There wasn’t an overlap in their support base, just their enemies. It wasn’t the plebians Spartacus rallied—they were probably marching with the Legions. It wasn’t the slaves that called out for Caesar—he took a million of them in Gaul. The two men are both sympathetic, yet are inexorably opposed to one another. Mosley and his Fascists saw in Spartacus pure chaos and anarchy, Marx saw in Caesar a greedy tyrant. While the reality is that wherever we stand, wherever fortune puts us, will ultimately determine who our heroes are. A slave with any dignity would adore Spartacus, while a plebian would hail Caesar.

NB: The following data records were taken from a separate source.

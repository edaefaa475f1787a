//! # Validation Module
//!
//! Input validation for records entering the local store or arriving from
//! the remote store.
//!
//! ## Validation Strategy
//! ```text
//! ┌─────────────────────────────────────────────────────────────────────────┐
//! │                      Validation Layers                                  │
//! │                                                                         │
//! │  Layer 1: UI (scan screen, edit forms)                                 │
//! │  └── Immediate user feedback                                           │
//! │           │                                                             │
//! │           ▼                                                             │
//! │  Layer 2: Repositories / remote adapter boundary                       │
//! │  └── THIS MODULE: field and record validation                          │
//! │           │                                                             │
//! │           ▼                                                             │
//! │  Layer 3: Database (SQLite)                                            │
//! │  ├── NOT NULL constraints                                              │
//! │  └── UNIQUE constraints (barcode, outbox key)                          │
//! └─────────────────────────────────────────────────────────────────────────┘
//! ```
//!
//! ## Usage
//! ```rust
//! use stockroom_core::validation::{validate_barcode, validate_name};
//!
//! validate_barcode("4006381333931").unwrap();
//! assert!(validate_name("name", "   ").is_err());
//! ```

use uuid::Uuid;

use crate::error::ValidationError;
use crate::types::{CheckoutLog, Item, Staff};

/// Result type for validation operations.
pub type ValidationResult<T> = Result<T, ValidationError>;

/// Longest accepted barcode payload.
pub const MAX_BARCODE_LEN: usize = 64;

/// Longest accepted display name.
pub const MAX_NAME_LEN: usize = 200;

// =============================================================================
// Field Validators
// =============================================================================

/// Validates a required display string (name, category, department).
///
/// ## Rules
/// - Must not be blank
/// - At most 200 characters
pub fn validate_name(field: &str, value: &str) -> ValidationResult<()> {
    let value = value.trim();

    if value.is_empty() {
        return Err(ValidationError::Required {
            field: field.to_string(),
        });
    }

    if value.chars().count() > MAX_NAME_LEN {
        return Err(ValidationError::TooLong {
            field: field.to_string(),
            max: MAX_NAME_LEN,
        });
    }

    Ok(())
}

/// Validates a scanned barcode.
///
/// ## Rules
/// - Must not be empty
/// - At most 64 characters
/// - ASCII letters, digits, hyphens, dots and underscores only
///
/// ## Example
/// ```rust
/// use stockroom_core::validation::validate_barcode;
///
/// assert!(validate_barcode("CODE128-00042").is_ok());
/// assert!(validate_barcode("").is_err());
/// assert!(validate_barcode("has space").is_err());
/// ```
pub fn validate_barcode(barcode: &str) -> ValidationResult<()> {
    if barcode.is_empty() {
        return Err(ValidationError::Required {
            field: "barcode".to_string(),
        });
    }

    if barcode.len() > MAX_BARCODE_LEN {
        return Err(ValidationError::TooLong {
            field: "barcode".to_string(),
            max: MAX_BARCODE_LEN,
        });
    }

    if !barcode
        .chars()
        .all(|c| c.is_ascii_alphanumeric() || matches!(c, '-' | '.' | '_'))
    {
        return Err(ValidationError::InvalidFormat {
            field: "barcode".to_string(),
            reason: "must contain only letters, digits, '-', '.' and '_'".to_string(),
        });
    }

    Ok(())
}

/// Validates a record identifier (hyphenated UUID).
pub fn validate_id(field: &str, id: &str) -> ValidationResult<()> {
    Uuid::parse_str(id)
        .map(|_| ())
        .map_err(|e| ValidationError::InvalidFormat {
            field: field.to_string(),
            reason: e.to_string(),
        })
}

/// Minimal e-mail shape check: `local@domain` with a dot in the domain.
pub fn validate_email(email: &str) -> ValidationResult<()> {
    let valid = match email.split_once('@') {
        Some((local, domain)) => {
            !local.is_empty() && domain.contains('.') && !domain.starts_with('.')
        }
        None => false,
    };

    if !valid {
        return Err(ValidationError::InvalidFormat {
            field: "email".to_string(),
            reason: "expected local@domain".to_string(),
        });
    }

    Ok(())
}

/// Validates a search query and returns it trimmed.
pub fn validate_search_query(query: &str) -> ValidationResult<String> {
    let query = query.trim();

    if query.len() > 100 {
        return Err(ValidationError::TooLong {
            field: "query".to_string(),
            max: 100,
        });
    }

    Ok(query.to_string())
}

// =============================================================================
// Record Validators
// =============================================================================

/// Validates every field of an item.
pub fn validate_item(item: &Item) -> ValidationResult<()> {
    validate_id("id", &item.id)?;
    validate_name("name", &item.name)?;
    validate_name("category", &item.category)?;
    if let Some(barcode) = &item.barcode {
        validate_barcode(barcode)?;
    }
    Ok(())
}

/// Validates every field of a staff record.
pub fn validate_staff(staff: &Staff) -> ValidationResult<()> {
    validate_id("id", &staff.id)?;
    validate_name("name", &staff.name)?;
    validate_name("department", &staff.department)?;
    if let Some(email) = &staff.email {
        validate_email(email)?;
    }
    Ok(())
}

/// Validates a checkout log, including timestamp ordering.
pub fn validate_checkout_log(log: &CheckoutLog) -> ValidationResult<()> {
    validate_id("id", &log.id)?;
    validate_id("item_id", &log.item_id)?;
    validate_id("staff_id", &log.staff_id)?;

    if let Some(checkin) = log.checkin_time {
        if checkin < log.checkout_time {
            return Err(ValidationError::TooEarly {
                field: "checkin_time".to_string(),
                earliest: "checkout_time".to_string(),
            });
        }
    }

    if let Some(due) = log.due_time {
        if due < log.checkout_time {
            return Err(ValidationError::TooEarly {
                field: "due_time".to_string(),
                earliest: "checkout_time".to_string(),
            });
        }
    }

    Ok(())
}

// =============================================================================
// Unit Tests
// =============================================================================

#[cfg(test)]
mod tests {
    use super::*;

    #[test]
    fn test_validate_name() {
        assert!(validate_name("name", "Cordless Drill").is_ok());
        assert!(matches!(
            validate_name("name", "  "),
            Err(ValidationError::Required { .. })
        ));
        assert!(matches!(
            validate_name("name", &"x".repeat(201)),
            Err(ValidationError::TooLong { max: 200, .. })
        ));
    }

    #[test]
    fn test_validate_barcode() {
        assert!(validate_barcode("4006381333931").is_ok());
        assert!(validate_barcode("ASSET_01.A-2").is_ok());
        assert!(validate_barcode(&"1".repeat(65)).is_err());
        assert!(validate_barcode("ÄBC").is_err());
    }

    #[test]
    fn test_validate_email() {
        assert!(validate_email("ana@example.org").is_ok());
        assert!(validate_email("ana@localhost").is_err());
        assert!(validate_email("@example.org").is_err());
        assert!(validate_email("nope").is_err());
    }

    #[test]
    fn test_validate_item() {
        let item = Item::new("Projector", "AV");
        assert!(validate_item(&item).is_ok());

        let mut bad = item.clone();
        bad.id = "not-a-uuid".to_string();
        assert!(validate_item(&bad).is_err());

        let mut bad = item;
        bad.barcode = Some(String::new());
        assert!(validate_item(&bad).is_err());
    }

    #[test]
    fn test_validate_checkout_log_ordering() {
        let item = Item::new("Camera", "AV");
        let staff = Staff::new("Kim", "Media");
        let mut log = CheckoutLog::open(&item.id, &staff.id, 10_000, Some(20_000));
        assert!(validate_checkout_log(&log).is_ok());

        log.checkin_time = Some(5_000);
        assert!(matches!(
            validate_checkout_log(&log),
            Err(ValidationError::TooEarly { .. })
        ));
    }

    #[test]
    fn test_validate_search_query_trims() {
        assert_eq!(validate_search_query("  drill ").unwrap(), "drill");
        assert!(validate_search_query(&"q".repeat(101)).is_err());
    }
}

I suppose in determining the shape and form of progressive politics in the developed world, we should first come to an understanding: do the people of our countries see themselves as slaves or plebians? While Marx saw Spartacus as the leader of an ancient proletariat the proles of modernity, at least in the western world, are entitled to certain rights that didn’t exist in Marx’s day. A slave is differentiated from a pleb by having no rights and no representation. Can we expect a Spartacus-style revolution in our own societies, when the plebs of Rome would always stop short of a dramatic overthrow of Roman society as it was constituted?
If you’re a plebian and not a slave, what are you to do? Some might suggest the difficult task of overcoming your class to rally to the enslaved; but you could never truly fight as viciously or as long as a man who’s escaped the sting of the lash. Should a man, by the circumstances of his birth, try to elevate himself to the best and truest expression of himself? Or should he try to change himself in pursuit of a moral good? Can a pleb ever be Spartacus or a slave a Caesar? Would their subconscious not revolt against something so alien to who they are?
It’s a long and difficult road ahead of us, and those of us on the Western Left may have to answer some tough questions: are we waiting on our Caesar, or on our Spartacus?